- [What you have to do]: Please return the whole listing, character for character.

- [Records provided]:
=== Section Start ===

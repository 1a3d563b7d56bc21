use std::time::Duration;

mod exponential;
pub use exponential::ExponentialBackoff;

/// A schedule of delays between attempts of a failing operation.
///
/// Implementations are immutable values: [`next`](BackoffStrategy::next) and
/// [`reset`](BackoffStrategy::reset) return a new strategy and leave the
/// receiver untouched, so a caller may keep an older value around for logging
/// or comparison.
///
/// Retry loops stay generic over `S: BackoffStrategy` and pick the concrete
/// family at construction time.
pub trait BackoffStrategy: Sized {
    /// Delay to wait before the next attempt at the current step.
    ///
    /// Drawing jitter is the only effect; the strategy itself is not changed.
    fn delay(&self) -> Duration;

    /// Strategy for the step after this one.
    fn next(&self) -> Self;

    /// Strategy equivalent to a freshly constructed one with the same configuration.
    fn reset(&self) -> Self;

    /// Infinite iterator over successive delays, starting at the current step.
    ///
    /// # Examples
    /// ```
    /// use std::time::Duration;
    /// use rebound_core::prelude::*;
    /// use rebound_model::ExponentialOptions;
    ///
    /// let backoff = ExponentialBackoff::new(ExponentialOptions::deterministic(100, 1_000));
    /// let delays: Vec<Duration> = backoff.delays().take(5).collect();
    ///
    /// assert_eq!(delays.last(), Some(&Duration::from_millis(1_000)));
    /// ```
    fn delays(self) -> Delays<Self> {
        Delays { current: self }
    }
}

/// Iterator returned by [`BackoffStrategy::delays`].
///
/// Yields the delay of the current step, then advances. It never ends; bound it
/// with `take` or stop pulling once the caller gives up retrying.
#[derive(Debug, Clone)]
pub struct Delays<S> {
    current: S,
}

impl<S> Delays<S> {
    /// Strategy whose delay will be yielded next.
    pub fn strategy(&self) -> &S {
        &self.current
    }

    pub fn into_strategy(self) -> S {
        self.current
    }
}

impl<S: BackoffStrategy> Iterator for Delays<S> {
    type Item = Duration;

    fn next(&mut self) -> Option<Duration> {
        let delay = self.current.delay();
        self.current = BackoffStrategy::next(&self.current);
        Some(delay)
    }

    fn size_hint(&self) -> (usize, Option<usize>) {
        (usize::MAX, None)
    }
}

#[cfg(test)]
mod tests {
    use super::*;

    /// Minimal second family, used to check the loop stays family-agnostic.
    #[derive(Debug, Clone, Copy, PartialEq)]
    struct Constant {
        every: Duration,
        attempts: u32,
    }

    impl BackoffStrategy for Constant {
        fn delay(&self) -> Duration {
            self.every
        }

        fn next(&self) -> Self {
            Self {
                attempts: self.attempts + 1,
                ..*self
            }
        }

        fn reset(&self) -> Self {
            Self {
                attempts: 0,
                ..*self
            }
        }
    }

    fn total_wait<S: BackoffStrategy>(strategy: S, attempts: usize) -> Duration {
        strategy.delays().take(attempts).sum()
    }

    #[test]
    fn delays_are_family_agnostic() {
        let constant = Constant {
            every: Duration::from_millis(250),
            attempts: 0,
        };
        assert_eq!(total_wait(constant, 4), Duration::from_secs(1));
    }

    #[test]
    fn delays_advance_the_inner_strategy() {
        let constant = Constant {
            every: Duration::from_millis(10),
            attempts: 0,
        };

        let mut it = constant.delays();
        it.by_ref().take(3).for_each(drop);

        assert_eq!(it.strategy().attempts, 3);
        assert_eq!(it.into_strategy().reset().attempts, 0);
    }
}
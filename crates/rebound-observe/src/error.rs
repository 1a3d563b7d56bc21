use thiserror::Error;

#[derive(Debug, Error)]
pub enum LogError {
    #[error("invalid log format: {0} (expected: text|json|journald)")]
    InvalidFormat(String),

    #[error("journald is not supported on this platform")]
    JournaldNotSupported,

    #[error("failed to connect to journald: {0}")]
    JournaldInitFailed(String),

    #[error("a global logger is already installed")]
    AlreadyInitialized,

    #[error("invalid timezone: {0} (expected: utc|local)")]
    InvalidTimeZone(String),

    #[error("invalid log filter: {0}")]
    InvalidLevel(String),
}

pub type LogResult<T> = Result<T, LogError>;
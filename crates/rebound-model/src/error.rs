use thiserror::Error;

use crate::domain::DelayMs;

#[derive(Debug, Error, PartialEq)]
pub enum ModelError {
    #[error("initial delay must be positive")]
    ZeroInitial,

    #[error("max delay must be positive")]
    ZeroMax,

    #[error("max delay {max}ms is below initial delay {initial}ms")]
    MaxBelowInitial { initial: DelayMs, max: DelayMs },

    #[error("jitter bound must be a finite non-negative number: {0}")]
    InvalidRandom(f64),
}

pub type ModelResult<T> = Result<T, ModelError>;
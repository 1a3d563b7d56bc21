use std::str::FromStr;

use serde::{Deserialize, Serialize};
use tracing_subscriber::EnvFilter;

use crate::error::LogError;

/// Validated `EnvFilter` expression such as `"info"` or `"rebound_core=trace,warn"`.
///
/// The raw string is kept so the value round-trips through configuration files
/// unchanged; it is only turned into a filter when a logger is installed.
#[derive(Debug, Clone, PartialEq, Eq, Serialize, Deserialize)]
#[serde(try_from = "String", into = "String")]
pub struct LogLevel(String);

impl LogLevel {
    /// # Examples
    /// ```
    /// use rebound_observe::LogLevel;
    ///
    /// assert_eq!(LogLevel::new("rebound_core=trace,info").unwrap().as_str(), "rebound_core=trace,info");
    /// assert!(LogLevel::new("rebound_core=loud").is_err());
    /// ```
    pub fn new(s: impl Into<String>) -> Result<Self, LogError> {
        Self::try_from(s.into())
    }

    #[inline]
    pub fn as_str(&self) -> &str {
        &self.0
    }

    /// Builds the filter; falls back to `info` if the expression stopped parsing.
    pub fn to_env_filter(&self) -> EnvFilter {
        EnvFilter::try_new(&self.0).unwrap_or_else(|_| EnvFilter::new("info"))
    }
}

impl Default for LogLevel {
    fn default() -> Self {
        Self("info".to_string())
    }
}

impl FromStr for LogLevel {
    type Err = LogError;
    fn from_str(s: &str) -> Result<Self, Self::Err> {
        Self::try_from(s.to_owned())
    }
}

impl TryFrom<String> for LogLevel {
    type Error = LogError;
    fn try_from(s: String) -> Result<Self, Self::Error> {
        match EnvFilter::try_new(&s) {
            Ok(_) => Ok(Self(s)),
            Err(e) => Err(LogError::InvalidLevel(format!("{s}: {e}"))),
        }
    }
}

impl From<LogLevel> for String {
    fn from(l: LogLevel) -> Self {
        l.0
    }
}

#[cfg(test)]
mod tests {
    use super::*;

    #[test]
    fn accepts_directives() {
        for lvl in ["info", "warn", "trace", "rebound_core=trace,info", "rebound_plan=debug"] {
            assert!(lvl.parse::<LogLevel>().is_ok(), "expected {lvl} to parse");
        }
    }

    #[test]
    fn rejects_bad_levels() {
        for lvl in ["rebound_core=chatty", "a=trace,b=wat"] {
            let err = lvl.parse::<LogLevel>().unwrap_err();
            assert!(matches!(err, LogError::InvalidLevel(_)), "{lvl}: {err:?}");
        }
    }

    #[test]
    fn default_is_info() {
        assert_eq!(LogLevel::default().as_str(), "info");
        let _ = LogLevel::default().to_env_filter();
    }

    #[test]
    fn serde_goes_through_validation() {
        let lvl: LogLevel = serde_json::from_str(r#""debug""#).unwrap();
        assert_eq!(lvl.as_str(), "debug");

        assert!(serde_json::from_str::<LogLevel>(r#""x=nope""#).is_err());
        assert_eq!(serde_json::to_string(&lvl).unwrap(), r#""debug""#);
    }
}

=== Section End ===

- [Solution to this exercise]:
repository 1a3d563b7d56bc21
use std::time::Duration;

mod exponential;
pub use exponential::ExponentialBackoff;

/// A schedule of delays between attempts of a failing operation.
///
/// Implementations are immutable values: [`next`](BackoffStrategy::next) and
/// [`reset`](BackoffStrategy::reset) return a new strategy and leave the
/// receiver untouched, so a caller may keep an older value around for logging
/// or comparison.
///
/// Retry loops stay generic over `S: BackoffStrategy` and pick the concrete
/// family at construction time.
pub trait BackoffStrategy: Sized {
    /// Delay to wait before the next attempt at the current step.
    ///
    /// Drawing jitter is the only effect; the strategy itself is not changed.
    fn delay(&self) -> Duration;

    /// Strategy for the step after this one.
    fn next(&self) -> Self;

    /// Strategy equivalent to a freshly constructed one with the same configuration.
    fn reset(&self) -> Self;

    /// Infinite iterator over successive delays, starting at the current step.
    ///
    /// # Examples
    /// ```
    /// use std::time::Duration;
    /// use rebound_core::prelude::*;
    /// use rebound_model::ExponentialOptions;
    ///
    /// let backoff = ExponentialBackoff::new(ExponentialOptions::deterministic(100, 1_000));
    /// let delays: Vec<Duration> = backoff.delays().take(5).collect();
    ///
    /// assert_eq!(delays.last(), Some(&Duration::from_millis(1_000)));
    /// ```
    fn delays(self) -> Delays<Self> {
        Delays { current: self }
    }
}

/// Iterator returned by [`BackoffStrategy::delays`].
///
/// Yields the delay of the current step, then advances. It never ends; bound it
/// with `take` or stop pulling once the caller gives up retrying.
#[derive(Debug, Clone)]
pub struct Delays<S> {
    current: S,
}

impl<S> Delays<S> {
    /// Strategy whose delay will be yielded next.
    pub fn strategy(&self) -> &S {
        &self.current
    }

    pub fn into_strategy(self) -> S {
        self.current
    }
}

impl<S: BackoffStrategy> Iterator for Delays<S> {
    type Item = Duration;

    fn next(&mut self) -> Option<Duration> {
        let delay = self.current.delay();
        self.current = BackoffStrategy::next(&self.current);
        Some(delay)
    }

    fn size_hint(&self) -> (usize, Option<usize>) {
        (usize::MAX, None)
    }
}

#[cfg(test)]
mod tests {
    use super::*;

    /// Minimal second family, used to check the loop stays family-agnostic.
    #[derive(Debug, Clone, Copy, PartialEq)]
    struct Constant {
        every: Duration,
        attempts: u32,
    }

    impl BackoffStrategy for Constant {
        fn delay(&self) -> Duration {
            self.every
        }

        fn next(&self) -> Self {
            Self {
                attempts: self.attempts + 1,
                ..*self
            }
        }

        fn reset(&self) -> Self {
            Self {
                attempts: 0,
                ..*self
            }
        }
    }

    fn total_wait<S: BackoffStrategy>(strategy: S, attempts: usize) -> Duration {
        strategy.delays().take(attempts).sum()
    }

    #[test]
    fn delays_are_family_agnostic() {
        let constant = Constant {
            every: Duration::from_millis(250),
            attempts: 0,
        };
        assert_eq!(total_wait(constant, 4), Duration::from_secs(1));
    }

    #[test]
    fn delays_advance_the_inner_strategy() {
        let constant = Constant {
            every: Duration::from_millis(10),
            attempts: 0,
        };

        let mut it = constant.delays();
        it.by_ref().take(3).for_each(drop);

        assert_eq!(it.strategy().attempts, 3);
        assert_eq!(it.into_strategy().reset().attempts, 0);
    }
}
filename crates/rebound-observe/src/error.rs
repository 1a3d563b7d56bc21
use thiserror::Error;

#[derive(Debug, Error)]
pub enum LogError {
    #[error("invalid log format: {0} (expected: text|json|journald)")]
    InvalidFormat(String),

    #[error("journald is not supported on this platform")]
    JournaldNotSupported,

    #[error("failed to connect to journald: {0}")]
    JournaldInitFailed(String),

    #[error("a global logger is already installed")]
    AlreadyInitialized,

    #[error("invalid timezone: {0} (expected: utc|local)")]
    InvalidTimeZone(String),

    #[error("invalid log filter: {0}")]
    InvalidLevel(String),
}

pub type LogResult<T> = Result<T, LogError>;
filename crates/rebound-model/src/error.rs
use thiserror::Error;

use crate::domain::DelayMs;

#[derive(Debug, Error, PartialEq)]
pub enum ModelError {
    #[error("initial delay must be positive")]
    ZeroInitial,

    #[error("max delay must be positive")]
    ZeroMax,

    #[error("max delay {max}ms is below initial delay {initial}ms")]
    MaxBelowInitial { initial: DelayMs, max: DelayMs },

    #[error("jitter bound must be a finite non-negative number: {0}")]
    InvalidRandom(f64),
}

pub type ModelResult<T> = Result<T, ModelError>;
repository 1a3d563b7d56bc21
use std::str::FromStr;

use serde::{Deserialize, Serialize};
use tracing_subscriber::EnvFilter;

use crate::error::LogError;

/// Validated `EnvFilter` expression such as `"info"` or `"rebound_core=trace,warn"`.
///
/// The raw string is kept so the value round-trips through configuration files
/// unchanged; it is only turned into a filter when a logger is installed.
#[derive(Debug, Clone, PartialEq, Eq, Serialize, Deserialize)]
#[serde(try_from = "String", into = "String")]
pub struct LogLevel(String);

impl LogLevel {
    /// # Examples
    /// ```
    /// use rebound_observe::LogLevel;
    ///
    /// assert_eq!(LogLevel::new("rebound_core=trace,info").unwrap().as_str(), "rebound_core=trace,info");
    /// assert!(LogLevel::new("rebound_core=loud").is_err());
    /// ```
    pub fn new(s: impl Into<String>) -> Result<Self, LogError> {
        Self::try_from(s.into())
    }

    #[inline]
    pub fn as_str(&self) -> &str {
        &self.0
    }

    /// Builds the filter; falls back to `info` if the expression stopped parsing.
    pub fn to_env_filter(&self) -> EnvFilter {
        EnvFilter::try_new(&self.0).unwrap_or_else(|_| EnvFilter::new("info"))
    }
}

impl Default for LogLevel {
    fn default() -> Self {
        Self("info".to_string())
    }
}

impl FromStr for LogLevel {
    type Err = LogError;
    fn from_str(s: &str) -> Result<Self, Self::Err> {
        Self::try_from(s.to_owned())
    }
}

impl TryFrom<String> for LogLevel {
    type Error = LogError;
    fn try_from(s: String) -> Result<Self, Self::Error> {
        match EnvFilter::try_new(&s) {
            Ok(_) => Ok(Self(s)),
            Err(e) => Err(LogError::InvalidLevel(format!("{s}: {e}"))),
        }
    }
}

impl From<LogLevel> for String {
    fn from(l: LogLevel) -> Self {
        l.0
    }
}

#[cfg(test)]
mod tests {
    use super::*;

    #[test]
    fn accepts_directives() {
        for lvl in ["info", "warn", "trace", "rebound_core=trace,info", "rebound_plan=debug"] {
            assert!(lvl.parse::<LogLevel>().is_ok(), "expected {lvl} to parse");
        }
    }

    #[test]
    fn rejects_bad_levels() {
        for lvl in ["rebound_core=chatty", "a=trace,b=wat"] {
            let err = lvl.parse::<LogLevel>().unwrap_err();
            assert!(matches!(err, LogError::InvalidLevel(_)), "{lvl}: {err:?}");
        }
    }

    #[test]
    fn default_is_info() {
        assert_eq!(LogLevel::default().as_str(), "info");
        let _ = LogLevel::default().to_env_filter();
    }

    #[test]
    fn serde_goes_through_validation() {
        let lvl: LogLevel = serde_json::from_str(r#""debug""#).unwrap();
        assert_eq!(lvl.as_str(), "debug");

        assert!(serde_json::from_str::<LogLevel>(r#""x=nope""#).is_err());
        assert_eq!(serde_json::to_string(&lvl).unwrap(), r#""debug""#);
    }
}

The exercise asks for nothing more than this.